WHAT YOU NEED TO DO: Whether an entry is long or short, retype it exactly.

##############################

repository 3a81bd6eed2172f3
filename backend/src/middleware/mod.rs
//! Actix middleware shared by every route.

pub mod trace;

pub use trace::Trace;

##############################

WORKED SOLUTION:
repository 3a81bd6eed2172f3
filename backend/src/middleware/mod.rs
//! Actix middleware shared by every route.

pub mod trace;

pub use trace::Trace;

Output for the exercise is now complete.